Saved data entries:
- Opening Delimiter -
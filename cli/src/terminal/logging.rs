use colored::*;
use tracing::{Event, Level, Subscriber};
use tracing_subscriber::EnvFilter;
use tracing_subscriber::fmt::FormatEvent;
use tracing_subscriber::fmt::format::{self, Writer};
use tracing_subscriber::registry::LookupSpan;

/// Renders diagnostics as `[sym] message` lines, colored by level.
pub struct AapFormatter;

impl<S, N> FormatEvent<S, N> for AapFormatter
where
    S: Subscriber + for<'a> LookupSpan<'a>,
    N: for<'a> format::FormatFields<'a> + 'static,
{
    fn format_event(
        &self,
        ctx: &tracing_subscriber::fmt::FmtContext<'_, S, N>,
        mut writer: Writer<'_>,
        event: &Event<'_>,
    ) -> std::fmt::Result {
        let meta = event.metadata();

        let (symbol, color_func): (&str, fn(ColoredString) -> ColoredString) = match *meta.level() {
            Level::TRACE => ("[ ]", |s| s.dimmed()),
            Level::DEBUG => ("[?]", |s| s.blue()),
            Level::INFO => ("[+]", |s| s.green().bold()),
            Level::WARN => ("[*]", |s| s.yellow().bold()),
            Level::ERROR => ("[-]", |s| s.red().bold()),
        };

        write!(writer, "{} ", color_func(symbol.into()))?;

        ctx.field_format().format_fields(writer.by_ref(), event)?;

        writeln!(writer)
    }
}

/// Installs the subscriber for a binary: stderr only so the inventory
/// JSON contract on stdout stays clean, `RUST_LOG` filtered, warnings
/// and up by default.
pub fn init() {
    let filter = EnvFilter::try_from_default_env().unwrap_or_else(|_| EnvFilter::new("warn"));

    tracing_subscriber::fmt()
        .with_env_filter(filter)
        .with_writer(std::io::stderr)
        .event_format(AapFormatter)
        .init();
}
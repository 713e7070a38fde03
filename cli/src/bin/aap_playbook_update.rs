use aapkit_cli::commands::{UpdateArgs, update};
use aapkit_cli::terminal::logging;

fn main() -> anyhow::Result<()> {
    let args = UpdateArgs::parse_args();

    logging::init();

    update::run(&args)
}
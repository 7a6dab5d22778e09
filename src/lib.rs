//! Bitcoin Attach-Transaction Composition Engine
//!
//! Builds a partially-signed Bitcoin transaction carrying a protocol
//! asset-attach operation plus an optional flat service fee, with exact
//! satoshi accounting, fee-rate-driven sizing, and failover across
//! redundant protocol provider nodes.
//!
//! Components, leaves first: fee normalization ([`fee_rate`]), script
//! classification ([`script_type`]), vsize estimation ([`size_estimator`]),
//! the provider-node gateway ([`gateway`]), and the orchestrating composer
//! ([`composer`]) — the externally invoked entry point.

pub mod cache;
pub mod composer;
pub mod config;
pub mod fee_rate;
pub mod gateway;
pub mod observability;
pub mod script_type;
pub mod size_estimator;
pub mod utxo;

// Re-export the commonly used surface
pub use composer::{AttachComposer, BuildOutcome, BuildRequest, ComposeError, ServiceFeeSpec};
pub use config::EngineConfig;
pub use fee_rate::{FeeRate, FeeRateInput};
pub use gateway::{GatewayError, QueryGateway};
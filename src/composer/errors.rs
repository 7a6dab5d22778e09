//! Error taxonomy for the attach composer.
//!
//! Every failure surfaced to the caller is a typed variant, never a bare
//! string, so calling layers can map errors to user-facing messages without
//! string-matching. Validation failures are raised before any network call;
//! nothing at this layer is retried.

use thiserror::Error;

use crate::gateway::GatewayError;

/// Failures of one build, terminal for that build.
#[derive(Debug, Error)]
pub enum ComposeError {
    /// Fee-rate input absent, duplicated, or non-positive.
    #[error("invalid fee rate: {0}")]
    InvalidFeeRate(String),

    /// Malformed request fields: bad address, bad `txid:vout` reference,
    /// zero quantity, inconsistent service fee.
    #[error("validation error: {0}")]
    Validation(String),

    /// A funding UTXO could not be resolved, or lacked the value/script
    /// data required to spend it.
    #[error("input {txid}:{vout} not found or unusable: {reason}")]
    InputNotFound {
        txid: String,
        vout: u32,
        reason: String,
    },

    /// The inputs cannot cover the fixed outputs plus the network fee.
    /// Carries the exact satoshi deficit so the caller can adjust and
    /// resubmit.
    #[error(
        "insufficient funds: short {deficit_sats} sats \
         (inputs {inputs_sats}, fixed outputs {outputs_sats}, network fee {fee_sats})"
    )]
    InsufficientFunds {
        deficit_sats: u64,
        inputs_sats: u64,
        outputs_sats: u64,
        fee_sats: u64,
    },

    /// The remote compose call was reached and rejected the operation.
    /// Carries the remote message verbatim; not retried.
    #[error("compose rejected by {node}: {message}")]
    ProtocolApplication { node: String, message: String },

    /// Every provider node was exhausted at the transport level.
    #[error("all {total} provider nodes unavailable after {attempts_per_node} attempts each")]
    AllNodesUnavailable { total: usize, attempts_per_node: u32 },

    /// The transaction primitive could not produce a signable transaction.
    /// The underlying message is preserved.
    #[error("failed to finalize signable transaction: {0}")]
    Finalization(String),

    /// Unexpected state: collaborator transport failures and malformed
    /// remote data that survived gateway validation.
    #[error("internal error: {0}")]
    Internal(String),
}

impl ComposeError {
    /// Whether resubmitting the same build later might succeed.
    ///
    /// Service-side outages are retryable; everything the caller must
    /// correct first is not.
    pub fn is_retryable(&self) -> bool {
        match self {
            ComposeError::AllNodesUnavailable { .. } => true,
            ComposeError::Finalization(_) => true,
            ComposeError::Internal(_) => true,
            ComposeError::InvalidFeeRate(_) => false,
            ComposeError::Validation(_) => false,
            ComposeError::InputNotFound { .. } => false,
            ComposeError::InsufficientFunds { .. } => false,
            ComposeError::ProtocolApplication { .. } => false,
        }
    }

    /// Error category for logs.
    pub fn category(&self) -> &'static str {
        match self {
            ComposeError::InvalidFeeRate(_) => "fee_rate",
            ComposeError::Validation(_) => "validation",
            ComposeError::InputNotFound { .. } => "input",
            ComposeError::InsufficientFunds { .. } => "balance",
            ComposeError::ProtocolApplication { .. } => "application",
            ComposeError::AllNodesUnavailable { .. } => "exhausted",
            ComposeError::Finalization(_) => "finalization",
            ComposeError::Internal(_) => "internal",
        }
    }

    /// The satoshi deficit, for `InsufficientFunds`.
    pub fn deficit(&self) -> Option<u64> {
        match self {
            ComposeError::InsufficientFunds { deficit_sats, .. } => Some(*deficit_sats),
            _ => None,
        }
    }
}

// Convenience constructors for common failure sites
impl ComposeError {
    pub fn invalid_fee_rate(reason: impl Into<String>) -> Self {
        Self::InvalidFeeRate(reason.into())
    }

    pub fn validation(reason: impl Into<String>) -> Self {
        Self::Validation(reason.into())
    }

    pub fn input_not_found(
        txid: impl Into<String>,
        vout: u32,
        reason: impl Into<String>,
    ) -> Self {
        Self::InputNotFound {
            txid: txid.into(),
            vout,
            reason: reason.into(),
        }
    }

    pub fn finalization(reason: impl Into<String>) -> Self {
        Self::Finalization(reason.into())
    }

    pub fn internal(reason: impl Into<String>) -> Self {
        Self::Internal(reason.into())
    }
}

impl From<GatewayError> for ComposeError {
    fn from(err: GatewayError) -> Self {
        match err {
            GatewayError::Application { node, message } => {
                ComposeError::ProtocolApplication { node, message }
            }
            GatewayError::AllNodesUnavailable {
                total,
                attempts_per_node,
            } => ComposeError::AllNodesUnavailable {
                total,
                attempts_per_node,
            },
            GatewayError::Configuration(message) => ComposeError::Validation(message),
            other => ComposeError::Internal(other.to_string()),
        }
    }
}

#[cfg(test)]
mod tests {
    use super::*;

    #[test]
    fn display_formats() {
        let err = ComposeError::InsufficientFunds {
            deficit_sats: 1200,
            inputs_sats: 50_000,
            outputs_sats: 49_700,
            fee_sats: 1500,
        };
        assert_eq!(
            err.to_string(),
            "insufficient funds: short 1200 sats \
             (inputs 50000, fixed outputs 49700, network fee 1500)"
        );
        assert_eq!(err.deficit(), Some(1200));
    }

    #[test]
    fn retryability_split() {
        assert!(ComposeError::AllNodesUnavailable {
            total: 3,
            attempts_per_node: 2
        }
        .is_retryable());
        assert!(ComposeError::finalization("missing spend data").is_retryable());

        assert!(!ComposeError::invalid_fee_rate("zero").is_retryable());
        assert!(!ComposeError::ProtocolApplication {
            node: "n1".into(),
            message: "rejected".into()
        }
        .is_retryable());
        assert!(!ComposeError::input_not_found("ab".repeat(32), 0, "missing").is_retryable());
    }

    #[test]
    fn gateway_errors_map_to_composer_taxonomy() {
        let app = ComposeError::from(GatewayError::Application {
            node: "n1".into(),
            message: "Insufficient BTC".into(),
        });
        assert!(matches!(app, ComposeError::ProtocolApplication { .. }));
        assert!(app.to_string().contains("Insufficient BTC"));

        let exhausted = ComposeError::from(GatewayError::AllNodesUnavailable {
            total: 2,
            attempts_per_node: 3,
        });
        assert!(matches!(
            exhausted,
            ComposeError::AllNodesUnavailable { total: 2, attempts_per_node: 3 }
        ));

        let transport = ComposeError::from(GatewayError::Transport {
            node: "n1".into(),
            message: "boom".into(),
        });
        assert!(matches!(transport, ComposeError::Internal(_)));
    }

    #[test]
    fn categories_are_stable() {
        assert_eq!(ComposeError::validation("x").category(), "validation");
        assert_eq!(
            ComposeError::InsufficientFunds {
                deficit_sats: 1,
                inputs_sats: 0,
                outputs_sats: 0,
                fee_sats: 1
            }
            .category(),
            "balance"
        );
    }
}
- Closing Delimiter -
◆ **YOUR TASK**:
Would you filter the records and copy each line that contains the word "signable"?

◆ **YOUR SOLUTION**:
    /// The transaction primitive could not produce a signable transaction.
    #[error("failed to finalize signable transaction: {0}")]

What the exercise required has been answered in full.